# pex methods



## Smatt (Feb 22, 2011)

Used to use Wirsbo in Conn. We had the hand expanders with the 4 jaw chuck. It was definitely slow, the only problem we ever had with the system was that when we used them for base board radiant heating was that the external rings would loosen up the temperature range vs. thermal expansion rate was probably not a wise choice. One H/O was leaving for wok and heard a noise and went back in to find that a expansion joint had come loose. After that I vowed not to use that system again.

Now in Virginia we mainly use mechanical joints such as crimpers. I like the annealed ring approach. I feel it is a much stronger joint when the crimpers are set accordingly.

Whithin the last two years one city is thinking about all residential homes are going to need a sprinkler system. The method used is Uponor it is an expansion system which goes against my every grain. They do not offer a crimp system in this. We used a gun that operated off of a compressor.

I still like a mechanical joint by far it is much faster.

Do not use plastic fittings although they are cheaper, I want to be able to sleep at night.

Now in my area we are going to lead free fittings. This means no more brass. Hello stainless! I can only imagine the cost of these fittings. Builders do not want to pay for the work that you do now let alone the cost that we have to adjust for the new prices let alone the inflation. The cost of materials now just blows my mind. Ten years ago the price was significantly lower. Twenty was even better.


----------



## William James (Mar 5, 2010)

Smatt said:


> Used to use Wirsbo in Conn. We had the hand expanders with the 4 jaw chuck. It was definitely slow....
> 
> Do not use plastic fittings although they are cheaper, I want to be able to sleep at night.


What's wrong with the EP?
I've used both brass and EP. I'm pretty sure the EP won't deteriorate as fast as the brass. And it's cheaper. Just makes more sense to me. If you use a plastic supply then do you use a brass ferrel?
I know it's different, you're not tightening a nut and squeezing the ferrel down. But still... To each his own. 

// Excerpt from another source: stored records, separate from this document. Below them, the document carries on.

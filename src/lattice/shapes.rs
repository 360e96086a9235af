// src/lattice/shapes.rs
//
// Shape builders: cubic family (simple / body-centered / face-centered),
// the 2D triangular family (hexagonal patch plus the shapes cut out of a
// larger helical hexagonal parent), coordinate files, and raster-image
// masks.
//
// All built-in shapes use a nearest-neighbor spacing of 1 lattice unit.
// Triangular basis: a1 = (1, 0, 0), a2 = (1/2, sqrt(3)/2, 0).

use std::path::{Path, PathBuf};

use serde::{Deserialize, Serialize};

use crate::error::SimError;
use crate::lattice::Lattice;
use crate::vec3::{self, PRECISION};

/// Brightness threshold on the green channel: a site survives an image
/// mask iff its nearest pixel samples brighter than this.
const MASK_THRESHOLD: u8 = 100;

#[derive(Debug, Clone, Copy, PartialEq, Eq, Serialize, Deserialize)]
#[serde(rename_all = "snake_case")]
pub enum LatticeShape {
    SimpleCubic,
    BodyCenteredCubic,
    FaceCenteredCubic,
    TriangularHexagonal,
    TriangularTriangular,
    TriangularHalfDisk,
    TriangularDisk,
    TriangularArrowHead,
    TriangularStripe,
    FromCoordinateFile,
    FromImageMask,
}

#[derive(Debug, Clone, Copy, PartialEq, Eq, Serialize, Deserialize)]
#[serde(rename_all = "snake_case")]
pub enum BoundaryKind {
    Open,
    Periodic,
    /// Wrapped boundary on the rhombic cover of the triangular lattice.
    Helical,
}

/// Requested lattice geometry; the `dims` layout depends on the shape
/// (see [`expected_dims`]).
#[derive(Debug, Clone, Serialize, Deserialize)]
pub struct LatticeSpec {
    pub shape: LatticeShape,
    pub dims: Vec<usize>,
    pub boundary: BoundaryKind,
    #[serde(default)]
    pub coordinate_file: Option<PathBuf>,
    #[serde(default)]
    pub image_file: Option<PathBuf>,
}

/// Number of `dims` entries each shape expects.
pub fn expected_dims(shape: LatticeShape) -> usize {
    match shape {
        LatticeShape::SimpleCubic
        | LatticeShape::BodyCenteredCubic
        | LatticeShape::FaceCenteredCubic => 3,
        LatticeShape::TriangularHexagonal
        | LatticeShape::TriangularTriangular
        | LatticeShape::TriangularHalfDisk
        | LatticeShape::TriangularDisk => 1,
        LatticeShape::TriangularArrowHead
        | LatticeShape::TriangularStripe
        | LatticeShape::FromImageMask => 2,
        LatticeShape::FromCoordinateFile => 0,
    }
}

/// Mandatory pre-check: dimension count must match the shape, and shapes
/// that read external data must name their source. Runs before any array
/// is sized.
pub fn parameter_consistency(spec: &LatticeSpec) -> Result<(), SimError> {
    let expected = expected_dims(spec.shape);
    if spec.dims.len() != expected {
        return Err(SimError::InconsistentLatticeParameters {
            shape: format!("{:?}", spec.shape),
            expected,
            got: spec.dims.len(),
        });
    }
    if spec.shape == LatticeShape::FromCoordinateFile && spec.coordinate_file.is_none() {
        return Err(SimError::InvalidConfig(
            "from_coordinate_file shape requires `coordinate_file`".to_string(),
        ));
    }
    if spec.shape == LatticeShape::FromImageMask && spec.image_file.is_none() {
        return Err(SimError::InvalidConfig(
            "from_image_mask shape requires `image_file`".to_string(),
        ));
    }
    if spec.dims.iter().any(|&d| d == 0) && expected > 0 {
        return Err(SimError::InvalidConfig(
            "lattice dimensions must be positive".to_string(),
        ));
    }
    Ok(())
}

/// Build a lattice for the requested shape/boundary combination.
pub fn build(spec: &LatticeSpec) -> Result<Lattice, SimError> {
    parameter_consistency(spec)?;
    match spec.shape {
        LatticeShape::SimpleCubic | LatticeShape::BodyCenteredCubic
        | LatticeShape::FaceCenteredCubic => cubic(spec),
        LatticeShape::TriangularHexagonal => hexagonal(spec.dims[0], spec.boundary),
        LatticeShape::TriangularTriangular => {
            cut_from_hexagon(spec.dims[0] + 4, |x, y| inside_triangle(x, y, spec.dims[0] as f64))
        }
        LatticeShape::TriangularDisk => {
            let r = spec.dims[0] as f64;
            cut_from_hexagon(spec.dims[0] + 3, move |x, y| x * x + y * y <= r * r + PRECISION)
        }
        LatticeShape::TriangularHalfDisk => {
            let r = spec.dims[0] as f64;
            cut_from_hexagon(spec.dims[0] + 3, move |x, y| {
                x * x + y * y <= r * r + PRECISION && y >= -PRECISION
            })
        }
        LatticeShape::TriangularArrowHead => {
            let length = spec.dims[0] as f64;
            let notch = spec.dims[1] as f64;
            cut_from_hexagon(spec.dims[0] + 4, move |x, y| {
                inside_arrow_head(x, y, length, notch)
            })
        }
        LatticeShape::TriangularStripe => {
            let hx = spec.dims[0] as f64 * 0.5;
            let hy = spec.dims[1] as f64 * 0.5;
            let half = spec.dims[0].max(spec.dims[1]) / 2 + 3;
            cut_from_hexagon(half * 2, move |x, y| {
                x.abs() <= hx + PRECISION && y.abs() <= hy + PRECISION
            })
        }
        LatticeShape::FromCoordinateFile => {
            from_coordinate_file(spec.coordinate_file.as_deref().expect("checked above"))
        }
        LatticeShape::FromImageMask => from_image_mask(
            spec.dims[0],
            spec.dims[1],
            spec.image_file.as_deref().expect("checked above"),
        ),
    }
}

// ---------------------------------------------------------------
// Cubic family
// ---------------------------------------------------------------

fn cubic(spec: &LatticeSpec) -> Result<Lattice, SimError> {
    let (nx, ny, nz) = (spec.dims[0], spec.dims[1], spec.dims[2]);
    if spec.boundary == BoundaryKind::Helical {
        return Err(SimError::InvalidConfig(
            "helical boundaries are defined for the triangular family only".to_string(),
        ));
    }

    let offsets: &[[f64; 3]] = match spec.shape {
        LatticeShape::SimpleCubic => &[[0.0, 0.0, 0.0]],
        LatticeShape::BodyCenteredCubic => &[[0.0, 0.0, 0.0], [0.5, 0.5, 0.5]],
        LatticeShape::FaceCenteredCubic => &[
            [0.0, 0.0, 0.0],
            [0.5, 0.5, 0.0],
            [0.5, 0.0, 0.5],
            [0.0, 0.5, 0.5],
        ],
        _ => unreachable!("cubic() called for a non-cubic shape"),
    };

    let mut coords = Vec::with_capacity(nx * ny * nz * offsets.len());
    for i in 0..nx {
        for j in 0..ny {
            for k in 0..nz {
                let base = [i as f64, j as f64, k as f64];
                for off in offsets {
                    // Open boundaries drop basis sites that would poke out
                    // of the block; periodic keeps the full unit cells.
                    let p = vec3::add(base, *off);
                    if spec.boundary == BoundaryKind::Open
                        && (p[0] > (nx - 1) as f64 + PRECISION
                            || p[1] > (ny - 1) as f64 + PRECISION
                            || p[2] > (nz - 1) as f64 + PRECISION)
                    {
                        continue;
                    }
                    coords.push(p);
                }
            }
        }
    }

    let wrap = match spec.boundary {
        BoundaryKind::Periodic => vec![
            [nx as f64, 0.0, 0.0],
            [0.0, ny as f64, 0.0],
            [0.0, 0.0, nz as f64],
        ],
        _ => Vec::new(),
    };
    Lattice::from_sites(coords, wrap)
}

// ---------------------------------------------------------------
// Triangular family
// ---------------------------------------------------------------

const A1: [f64; 3] = [1.0, 0.0, 0.0];
const A2: [f64; 3] = [0.5, 0.866_025_403_784_438_6, 0.0];

/// Hexagonal patch of the triangular lattice with `rings` shells around a
/// center site (open), or the wrapped rhombic cover (periodic/helical).
fn hexagonal(rings: usize, boundary: BoundaryKind) -> Result<Lattice, SimError> {
    match boundary {
        BoundaryKind::Open => {
            let r = rings as isize;
            let mut coords = Vec::new();
            for q in -r..=r {
                for s in -r..=r {
                    if (q + s).abs() > r {
                        continue;
                    }
                    coords.push(vec3::add(
                        vec3::scale(A1, q as f64),
                        vec3::scale(A2, s as f64),
                    ));
                }
            }
            Lattice::from_sites(coords, Vec::new())
        }
        BoundaryKind::Periodic | BoundaryKind::Helical => {
            let n = 2 * rings + 1;
            rhombus(n, n, true)
        }
    }
}

/// Rhombic cover of the triangular lattice, optionally wrapped along both
/// lattice vectors.
fn rhombus(nx: usize, ny: usize, wrapped: bool) -> Result<Lattice, SimError> {
    let mut coords = Vec::with_capacity(nx * ny);
    for j in 0..ny {
        for i in 0..nx {
            coords.push(vec3::add(
                vec3::scale(A1, i as f64),
                vec3::scale(A2, j as f64),
            ));
        }
    }
    let wrap = if wrapped {
        vec![vec3::scale(A1, nx as f64), vec3::scale(A2, ny as f64)]
    } else {
        Vec::new()
    };
    Lattice::from_sites(coords, wrap)
}

/// Build a helical hexagonal parent large enough to cover the target
/// shape, mark membership with `inside` (evaluated in centered
/// coordinates), and finish the cut.
fn cut_from_hexagon<F>(parent_rings: usize, inside: F) -> Result<Lattice, SimError>
where
    F: Fn(f64, f64) -> bool,
{
    let parent = hexagonal(parent_rings, BoundaryKind::Helical)?;
    let n = parent.len() as f64;
    let mut centroid = [0.0; 3];
    for p in parent.coords() {
        centroid = vec3::add(centroid, *p);
    }
    centroid = vec3::scale(centroid, 1.0 / n);

    let keep: Vec<bool> = parent
        .coords()
        .iter()
        .map(|p| inside(p[0] - centroid[0], p[1] - centroid[1]))
        .collect();
    if !keep.iter().any(|&k| k) {
        return Err(SimError::InvalidConfig(
            "cut predicate excluded every site".to_string(),
        ));
    }
    parent.finish_cutting(&keep)
}

/// Equilateral triangle with side `s`, apex up, centered at the centroid.
fn inside_triangle(x: f64, y: f64, s: f64) -> bool {
    let h = s * 0.866_025_403_784_438_6;
    let lo = -h / 3.0;
    y >= lo - PRECISION && y <= 2.0 * h / 3.0 - 3.0_f64.sqrt() * x.abs() + PRECISION
}

/// Arrow head pointing +x: main triangle with apex at (L/2, 0) minus a
/// rear notch triangle with apex at (-L/2 + notch, 0).
fn inside_arrow_head(x: f64, y: f64, length: f64, notch: f64) -> bool {
    let half = length * 0.5;
    let in_main = x <= half + PRECISION && y.abs() <= (half - x) / 3.0_f64.sqrt() + PRECISION;
    let in_notch = x < -half + notch - 3.0_f64.sqrt() * y.abs() - PRECISION;
    in_main && !in_notch
}

// ---------------------------------------------------------------
// External sources
// ---------------------------------------------------------------

fn from_coordinate_file(path: &Path) -> Result<Lattice, SimError> {
    let coords = crate::io::read_coordinates(path)?;
    Lattice::from_sites(coords, Vec::new())
}

/// Rhombic nx x ny triangular grid filtered through a raster mask: a site
/// is kept iff the pixel nearest its (rescaled) position samples brighter
/// than [`MASK_THRESHOLD`] on the green channel.
fn from_image_mask(nx: usize, ny: usize, path: &Path) -> Result<Lattice, SimError> {
    if !path.exists() {
        return Err(SimError::MissingFile(path.to_path_buf()));
    }
    let img = image::open(path)
        .map_err(|e| SimError::BadImageMask {
            path: path.to_path_buf(),
            reason: e.to_string(),
        })?
        .to_rgb8();
    let (w, h) = img.dimensions();
    if w == 0 || h == 0 {
        return Err(SimError::BadImageMask {
            path: path.to_path_buf(),
            reason: "zero-sized image".to_string(),
        });
    }

    let mut grid = Vec::with_capacity(nx * ny);
    for j in 0..ny {
        for i in 0..nx {
            grid.push(vec3::add(
                vec3::scale(A1, i as f64),
                vec3::scale(A2, j as f64),
            ));
        }
    }
    let (xmin, xmax) = extent(&grid, 0);
    let (ymin, ymax) = extent(&grid, 1);
    let sx = if xmax > xmin { xmax - xmin } else { 1.0 };
    let sy = if ymax > ymin { ymax - ymin } else { 1.0 };

    let coords: Vec<[f64; 3]> = grid
        .into_iter()
        .filter(|p| {
            let u = (p[0] - xmin) / sx;
            // image rows run top-down; lattice rows bottom-up
            let v = 1.0 - (p[1] - ymin) / sy;
            let px = (u * (w - 1) as f64).round() as u32;
            let py = (v * (h - 1) as f64).round() as u32;
            img.get_pixel(px.min(w - 1), py.min(h - 1))[1] > MASK_THRESHOLD
        })
        .collect();
    if coords.is_empty() {
        return Err(SimError::BadImageMask {
            path: path.to_path_buf(),
            reason: "mask kept no sites".to_string(),
        });
    }
    Lattice::from_sites(coords, Vec::new())
}

fn extent(coords: &[[f64; 3]], axis: usize) -> (f64, f64) {
    let mut lo = f64::INFINITY;
    let mut hi = f64::NEG_INFINITY;
    for p in coords {
        lo = lo.min(p[axis]);
        hi = hi.max(p[axis]);
    }
    (lo, hi)
}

The pic isn't mine. But the one I use is basically the same thing.


----------



## overanalyze (Dec 28, 2010)

Has anyone used Milwaukee's tool yet? Looking at Uponor and thought this tool looked easier than air powered or hand pump...


----------



## kswoodbutcher (Dec 4, 2010)

My bussiness partner has one, and its nice:thumbsup: We don't do a lot of plumming, but enough that its worth having.


----------



## pjoe (Mar 6, 2011)

is it true that all pex brass fittings are being recalled and they will go into chapter 11? something to do with the brass fitting breaking when crimped


----------



## jkfox624 (Jun 20, 2009)

Its kind of funny around here we started using wirsbo 10 years ago and the went to crimp ring style. Dont ask me why but it seems everyone here uses crimp style. I have seen a few guys using solderless fittings like propress for boiler's but not really sure of the benefit there.


----------



## pjoe (Mar 6, 2011)

Construction Defect Center Ramps Up On Possibly The Largest Defective Plumbing Recall In US History Involving Upinor's Or RTI's P-Pex & MB Pex Fittings 
The Construction Defect Center says, "We want to hear from all US homeowners, or plumbers who have had, or know of a plumbing failure involving Unonor's, or RTI's P Pex, or MB Pex brass fittings. If you have these specific type of plumbing brass fittings, court records indicate they could all fail, and the entire house will need to be re-plumbed." They say, "if need be, we will contact every plumber in the US to identify homes that have the Upinor P-PEX, MB-Pex, or Radiant Technology defective brass fittings-its that big of a deal." The group says, "We desperately need neighborhood, or local US plumbing companies to get the word out to their customers about Uponor's, or RTI's P Pex, MB Pex, or Radiant Technologies defective brass fittings. We have already discovered these defective plumbing fittings in New York, California, Michigan, New Mexico and Arizona." Plumbers, or homeowners wishing more information can call the Construction Defect Center anytime at 866-714-6466, or contact the group via its web site at http://ConstructionDefectCenter.Com


----------



## multi-talented (Apr 17, 2011)

*pex is the best*



Mike's Plumbing said:


> man, I just got an updated price list today from my wholesaler and WOW have the prices gone up for plastic materials. The brass fitting compared to the plastic fittings, in many cases, are not that far apart.
> 
> I have always used brass but I'm thinking of switching to plastic.
> 
> Mike


 i would never go from pex as i do 20 for sure houses a year and never had an issue with pex or pex rings and its a faster and cleaner install


----------



## dbax (Jul 17, 2010)

Uponor here. I purchased the Milwaukee cordless tool. LOVE IT!!!!! Well worth the $400 and it came with 2 batteries, charger, tool and 1/2, 3/4 & 1 inch heads. You will never want to use the hand expansion tool again.


----------